Il suo cinema è diventato sempre più digitale. Anche al look che hanno i suoi film. Volevo sapere: sono solo i tempi che cambiano o lei veramente si riconosce in questo tipo di cinema?
Sì, i tempi cambiano. Abbiamo a disposizione nuovi strumenti, nuove vie. Certo, le cose più tradizionali mi mancano. Per esempio amo il cinema d'animazione fatto con le tecniche di una volta. Continua ad essere presente in me la passione per la natura tattile del fare cinema. E cerco sempre di mantenere questa presenza.

Ai David di Donatello Dario Argento verrà premiato come lei. Perciò volevo sapere se poteva dirci qualcosa della vostra amicizia...
Be', nelle figure del cinema italiano che mi hanno ispirato c'è Mario Bava, Fellini e naturalmente Dario Argento. Lui è uno straordinario regista e sono molto felice per lui.
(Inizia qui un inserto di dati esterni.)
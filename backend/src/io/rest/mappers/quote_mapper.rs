use anyhow::Result;
use shared::{Quote, QuoteEventDto, QuoteItem, QuoteStatus};

use super::job_mapper::JobMapper;
use crate::domain::lifecycle::QuoteEvent;
use crate::domain::models::quote::{
    DomainQuote, QuoteItem as DomainQuoteItem, QuoteStatus as DomainQuoteStatus,
};

pub struct QuoteMapper;

impl QuoteMapper {
    pub fn status_to_dto(status: DomainQuoteStatus) -> QuoteStatus {
        match status {
            DomainQuoteStatus::Draft => QuoteStatus::Draft,
            DomainQuoteStatus::Sent => QuoteStatus::Sent,
            DomainQuoteStatus::Stale => QuoteStatus::Stale,
            DomainQuoteStatus::Accepted => QuoteStatus::Accepted,
            DomainQuoteStatus::RefusedManual => QuoteStatus::RefusedManual,
            DomainQuoteStatus::RefusedAuto => QuoteStatus::RefusedAuto,
            DomainQuoteStatus::Archived => QuoteStatus::Archived,
        }
    }

    pub fn item_to_domain(dto: QuoteItem) -> DomainQuoteItem {
        DomainQuoteItem {
            description: dto.description,
            quantity: dto.quantity,
            unit_price: dto.unit_price,
        }
    }

    pub fn item_to_dto(domain: DomainQuoteItem) -> QuoteItem {
        QuoteItem {
            description: domain.description,
            quantity: domain.quantity,
            unit_price: domain.unit_price,
        }
    }

    pub fn items_to_domain(items: Vec<QuoteItem>) -> Vec<DomainQuoteItem> {
        items.into_iter().map(Self::item_to_domain).collect()
    }

    /// Convert a wire event to the engine's event type. Date ranges are
    /// validated here so the engine only ever sees well-formed ones.
    pub fn event_to_domain(dto: QuoteEventDto) -> Result<QuoteEvent> {
        Ok(match dto {
            QuoteEventDto::ArtisanSent => QuoteEvent::ArtisanSent,
            QuoteEventDto::ClientAccepted => QuoteEvent::ClientAccepted,
            QuoteEventDto::ClientProposedAlternate { range } => {
                QuoteEvent::ClientProposedAlternate(JobMapper::range_to_domain(range)?)
            }
            QuoteEventDto::ArtisanConfirmedDates => QuoteEvent::ArtisanConfirmedDates,
            QuoteEventDto::ArtisanMarkedRefused => QuoteEvent::ArtisanMarkedRefused,
            QuoteEventDto::ArtisanSentReminder => QuoteEvent::ArtisanSentReminder,
            QuoteEventDto::PaymentReceived => QuoteEvent::PaymentReceived,
        })
    }

    pub fn to_dto(domain: DomainQuote) -> Quote {
        Quote {
            id: domain.id,
            account_id: domain.account_id,
            client_ref: domain.client_ref,
            description: domain.description,
            items: domain.items.into_iter().map(Self::item_to_dto).collect(),
            total_ht: domain.total_ht,
            total_ttc: domain.total_ttc,
            deposit_percentage: domain.deposit_percentage,
            deposit_amount: domain.deposit_amount,
            deposit_paid: domain.deposit_paid,
            status: Self::status_to_dto(domain.status),
            sent_at: domain.sent_at.map(|v| v.to_rfc3339()),
            last_reminder_at: domain.last_reminder_at.map(|v| v.to_rfc3339()),
            responded_at: domain.responded_at.map(|v| v.to_rfc3339()),
            created_at: domain.created_at.to_rfc3339(),
            updated_at: domain.updated_at.to_rfc3339(),
            version: domain.version,
        }
    }

    pub fn to_dto_list(quotes: Vec<DomainQuote>) -> Vec<Quote> {
        quotes.into_iter().map(Self::to_dto).collect()
    }
}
La sequenza degli elefanti rosa, che ha traumatizzato la nostra infanzia. Se ne è parlato molto, del fatto che era un momento delicato, soprattutto nell'ottica di un bambino. Mi piace come lei lo abbia trattato, usato le forme del nuovo cinema. Vorrei sapere come ha lavorato su questo aspetto. Lei ha preso la scena psichedelica del film originale e l'ha trasformata in magia. 
E' giustissima questa considerazione. E' una scena molto strana e l'idea fondamentale era che rimanesse in questo film, ma in un contesto diverso. Meno un'immagine da incubo. Mi è venuta in mente guardando degli artisti che lavorano con le bolle di sapore. Si è cercato di mantenere la natura della scena originale, ma in modo diverso. Volevo dare di più l'impressione di entrare nei sogni di Dumbo.

Volevo sapere se è soddisfatto del risultato finale o se c'è qualcosa che cambierebbe… 
Quando finisce un film come questo ti senti particolarmente vulnerabile. Rivediamoci fra tre anni, rifammi la domanda e vediamo cosa avrei cambiato.

Facendo Dumbo ha pensato di girare una versione live action di Nightmare before Christmas?
Dovremmo trovare qualcuno che fosse tanto magro quanto Jack Skeletron. Comunque no. (per fortuna, aggiungiamo noi, ndr).